- Born: Mark Lincoln Braun 1957 (age 68–69) Flint, Michigan, United States
- Genres: Boogie-woogie
- Instrument: Piano
- Label: Oldie Blues
- Website: marklincolnbraun.com

= Mr. B. (Mark Braun) =

Mr. B. (born Mark Lincoln Braun, 1957), is an American boogie-woogie pianist.

==Early life==
Born in Flint, Michigan, United States, Mark Lincoln Braun was the youngest of the three children of Phil and Sally Braun. He became interested in the piano through recordings that his father had played and began studying under the likes of Boogie Woogie Red and other famous area musicians. Between listening to records as well as the local musicians, and receiving one-on-one instructions from the local musicians, Braun's music career had begun. Mark began playing by listening and watching the local musicians perform at local venues and private lessons. Whilst immersing himself in the blues and boogie traditions and culture, Braun graduated from Flint Southwestern High School and was accepted into the prestigious University of Michigan. After completing three years towards a Bachelor of Arts in History degree, Braun decided to drop out and pursue a career in blues and boogie woogie style piano.

==Career==
He moved to Ann Arbor as a young adult, and learned to play rock and pop piano at age 15, but was converted to blues and boogie by a Jimmy Yancey record his father gave him.

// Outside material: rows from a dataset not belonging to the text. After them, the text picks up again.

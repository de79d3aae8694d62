// ABOUTME: Integration tests for replicating a master course into branch sites
// ABOUTME: Covers tree replication, preserved local fields, signatories and per-target failures
//
// SPDX-License-Identifier: MIT OR Apache-2.0
// Copyright (c) 2025 Pierre Fitness Intelligence

#![allow(clippy::unwrap_used, clippy::expect_used, clippy::panic)]
#![allow(missing_docs)]

mod common;

use common::{
    course_draft, create_course, create_global_signatory, create_site_signatory,
    create_test_database, with_final_assessment, MAIN, NORTH, SOUTH,
};
use lms_server::database::{CourseTree, Database};
use lms_server::errors::ErrorCode;
use lms_server::learning::{CourseSyncEngine, SyncOutcome, TargetStatus};
use lms_server::models::TenantId;
use uuid::Uuid;

const TITLE: &str = "Fire safety";

async fn master_course(database: &Database) -> CourseTree {
    let signatory = create_global_signatory(database, "Grace").await;
    let mut draft = with_final_assessment(course_draft(TITLE, &[2, 3]), 5, 80, 3);
    draft.description = Some("Master description".to_owned());
    draft.venue = Some("Hall A".to_owned());
    draft.price_cents = 10_000;
    draft.signatory_ids = vec![signatory.id];
    create_course(database, MAIN, &draft).await
}

async fn branch_course(database: &Database, tenant_id: TenantId) -> CourseTree {
    let mut draft = course_draft(TITLE, &[1]);
    draft.description = Some("Stale description".to_owned());
    draft.price_cents = 2_500;
    create_course(database, tenant_id, &draft).await
}

async fn tree(database: &Database, tenant_id: TenantId, course_id: Uuid) -> CourseTree {
    database
        .courses()
        .get_course_tree(tenant_id, course_id)
        .await
        .unwrap()
        .unwrap()
}

#[tokio::test]
async fn test_sync_replicates_tree_into_every_target() {
    let database = create_test_database().await;
    let engine = CourseSyncEngine::new(database.clone(), MAIN);
    let master = master_course(&database).await;
    let north = branch_course(&database, NORTH).await;
    let south = branch_course(&database, SOUTH).await;

    let report = engine
        .sync_course(master.course.id, &[NORTH, SOUTH])
        .await
        .unwrap();
    assert_eq!(report.outcome, SyncOutcome::Success);
    assert_eq!(report.targets.len(), 2);

    for (result, branch) in report.targets.iter().zip([&north, &south]) {
        assert_eq!(result.status, TargetStatus::Synced);
        assert_eq!(result.target_course_id, Some(branch.course.id));
        assert_eq!(result.modules, 2);
        assert_eq!(result.lessons, 5);

        let synced = tree(&database, result.tenant_id, branch.course.id).await;
        assert_eq!(synced.modules.len(), 2);
        assert_eq!(synced.lesson_count(), 5);
        let titles: Vec<_> = synced
            .modules
            .iter()
            .flat_map(|m| m.lessons.iter().map(|l| l.title.clone()))
            .collect();
        let master_titles: Vec<_> = master
            .modules
            .iter()
            .flat_map(|m| m.lessons.iter().map(|l| l.title.clone()))
            .collect();
        assert_eq!(titles, master_titles);

        assert_eq!(synced.course.title, TITLE);
        assert_eq!(synced.course.price_cents, 2_500);
        assert_eq!(synced.course.description.as_deref(), Some("Master description"));
        assert_eq!(synced.course.venue.as_deref(), Some("Hall A"));
        assert_eq!(synced.course.final_assessment, master.course.final_assessment);
        assert_eq!(synced.signatory_ids, master.signatory_ids);
    }

    // Master is untouched
    let after = tree(&database, MAIN, master.course.id).await;
    assert_eq!(after, master);
}

#[tokio::test]
async fn test_missing_target_course_gives_partial_outcome() {
    let database = create_test_database().await;
    let engine = CourseSyncEngine::new(database.clone(), MAIN);
    let master = master_course(&database).await;
    branch_course(&database, NORTH).await;

    let report = engine
        .sync_course(master.course.id, &[NORTH, SOUTH])
        .await
        .unwrap();
    assert_eq!(report.outcome, SyncOutcome::Partial);
    assert_eq!(report.targets[0].status, TargetStatus::Synced);
    assert_eq!(report.targets[1].tenant_id, SOUTH);
    assert_eq!(report.targets[1].status, TargetStatus::Failed);
    assert!(report.targets[1].error.is_some());
    assert_eq!(report.targets[1].lessons, 0);
}

#[tokio::test]
async fn test_target_failures_leave_target_untouched() {
    let database = create_test_database().await;
    let engine = CourseSyncEngine::new(database.clone(), MAIN);
    let main_only = create_site_signatory(&database, MAIN, "Margaret").await;
    let mut draft = course_draft(TITLE, &[2]);
    draft.signatory_ids = vec![main_only.id];
    let master = create_course(&database, MAIN, &draft).await;
    let north = branch_course(&database, NORTH).await;

    let report = engine
        .sync_course(master.course.id, &[NORTH, MAIN, TenantId::new()])
        .await
        .unwrap();
    assert_eq!(report.outcome, SyncOutcome::Failed);
    assert!(report
        .targets
        .iter()
        .all(|t| t.status == TargetStatus::Failed));

    // Rolled back: the branch keeps its own tree
    let unchanged = tree(&database, NORTH, north.course.id).await;
    assert_eq!(unchanged, north);
}

#[tokio::test]
async fn test_duplicate_targets_are_synced_once() {
    let database = create_test_database().await;
    let engine = CourseSyncEngine::new(database.clone(), MAIN);
    let master = master_course(&database).await;
    branch_course(&database, NORTH).await;

    let report = engine
        .sync_course(master.course.id, &[NORTH, NORTH])
        .await
        .unwrap();
    assert_eq!(report.targets.len(), 1);
    assert_eq!(report.outcome, SyncOutcome::Success);
}

#[tokio::test]
async fn test_sync_rejects_bad_requests() {
    let database = create_test_database().await;
    let engine = CourseSyncEngine::new(database.clone(), MAIN);
    let master = master_course(&database).await;
    let north = branch_course(&database, NORTH).await;

    let err = engine.sync_course(master.course.id, &[]).await.unwrap_err();
    assert_eq!(err.code, ErrorCode::InvalidInput);

    let err = engine
        .sync_course(Uuid::new_v4(), &[NORTH])
        .await
        .unwrap_err();
    assert_eq!(err.code, ErrorCode::ResourceNotFound);

    // A branch course is not a master course
    let err = engine
        .sync_course(north.course.id, &[SOUTH])
        .await
        .unwrap_err();
    assert_eq!(err.code, ErrorCode::ResourceNotFound);
}
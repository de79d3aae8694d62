// ABOUTME: Course persistence with full module/lesson tree create, replace and read
// ABOUTME: Lesson payloads and quiz content are decoded once on read and encoded once on write
//
// SPDX-License-Identifier: MIT OR Apache-2.0
// Copyright (c) 2025 Pierre Fitness Intelligence

use super::signatories::SignatoryManager;
use super::transactions::SqliteTransactionGuard;
use super::{parse_optional_timestamp, parse_tenant, parse_timestamp, parse_uuid};
use crate::errors::{AppError, AppResult};
use chrono::{DateTime, Utc};
use lms_core::models::{
    AssessmentPolicy, Course, CourseAudience, CourseModule, Lesson, LessonContent, PreTest,
    QuizContent, TenantId,
};
use serde::{Deserialize, Serialize};
use sqlx::{sqlite::SqliteRow, Row, SqliteConnection, SqlitePool};
use tracing::info;
use uuid::Uuid;

/// Highest passing rate, in percent
const MAX_PASSING_RATE: u8 = 100;

const COURSE_SELECT: &str = r"
    SELECT id, tenant_id, title, description, category, image_url, venue, starts_at, ends_at,
           is_internal, is_public, price_cents,
           pre_test_content, pre_test_passing_rate,
           final_assessment_content, final_assessment_passing_rate, final_assessment_max_attempts,
           created_at, updated_at
    FROM courses
";

/// A lesson as submitted by an administrator
#[derive(Debug, Clone, PartialEq, Eq, Serialize, Deserialize)]
pub struct LessonDraft {
    /// Display title
    pub title: String,
    /// Kind-specific payload (`type` tag plus fields)
    #[serde(flatten)]
    pub content: LessonContent,
}

/// A module as submitted by an administrator; order follows list position
#[derive(Debug, Clone, PartialEq, Eq, Serialize, Deserialize)]
pub struct ModuleDraft {
    /// Display title
    pub title: String,
    /// Lessons in order
    #[serde(default)]
    pub lessons: Vec<LessonDraft>,
}

impl From<&CourseModule> for ModuleDraft {
    fn from(module: &CourseModule) -> Self {
        let mut lessons: Vec<&Lesson> = module.lessons.iter().collect();
        lessons.sort_by_key(|l| l.order);
        Self {
            title: module.title.clone(),
            lessons: lessons
                .into_iter()
                .map(|l| LessonDraft {
                    title: l.title.clone(),
                    content: l.content.clone(),
                })
                .collect(),
        }
    }
}

const fn default_true() -> bool {
    true
}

Mr. B. is a dedicated blues piano revivalist, recording tunes made famous by Yancey, as well as Little Brother Montgomery, Professor Longhair, Mercy Dee Walton, Amos Milburn, and Sunnyland Slim, among others.

==Discography==
===My Sunday Best===
1994 - This is another trio date with Kurt Krahnke (bass) and Andy Conlin (drums). Also featured prominently is the drummer, Roy Brooks. "The changes in direction serve to literally amaze the listener, taking them through a range of moods and colors that are generally not experienced in such a setting. Truly, in Braun's hands, musical genres are bent into a pervasive whole, with no regard for anything but the purity of intention and the transference of joyous emotion … this is musical empathy at its best. This is not just a case of a local boy making good, this is a statement of a world class musician playing for his hometown fans." Detroit Metro Times Magazine. Recorded live at the Kerrytown Concert House in Ann Arbor, Michigan.

Track listing:
1. "My Sunday Best"
2. "Deep Excavation"
3. "Little Brother"
4. "Swanee River Boogie"
5. "La Piragua"
6. "Blues for a Carpenter"
7. "Thunder & Lightning Boogie"
8. "When I Lost My Baby"
9. "New 44 Blues"
10. "Roll 'Em Pete"
11. "Deep South Blues"

===Hallelujah Train===
Released on 3 September 1996 - Mr. B meets the Bird of Paradise Orchestra.

Track Listing:
1. "Hallelujah Train"
2. "Brauny"
3. "One Room Country Shack"
4. "My Sunday Best"
5. "Little Brother"
6. "Down the Road Apiece"
7. "Mardi Gras in New Orleans"
8. "Air Mail Special"
9. "La Bailarina"
10. "Deep Excavation"
11. "B's Boogie Woogie"

===Mr. B Live===
Mr. B Live at the Kerrytown Concert House 2002

Track Listing:
1. "Pinetop's Boogies"
2. "When the Saints Go Marching In"
3. "After Hours"
4. "Jimmy's Stuff"
5. "Cow-Cow Blues"
6. "Honky Tonk Train Blues"
7. "Sunny Side of the Street"
8. "Vicksburg Blues"
9. "Chicago Breakdown"
10. "My Babe"
11. "St. Louis Blues"

===Cheek to Cheek===
For many years, Mr. B. has been visiting Ann Arbor for the annual art fair. Every year he brings his bike-transported upright piano to play on the University of Michigan campus. His most famous act is the 'Cheek to Cheek Boogie' where two players boogie on a single piano, switching positions from time to time. Until recently, his only partner in this act was Bob Seeley. Both Braun and Seeley performed at The Bloomington Blues & Boogie Woogie Piano Festival, in Bloomington, Indiana, in 2017.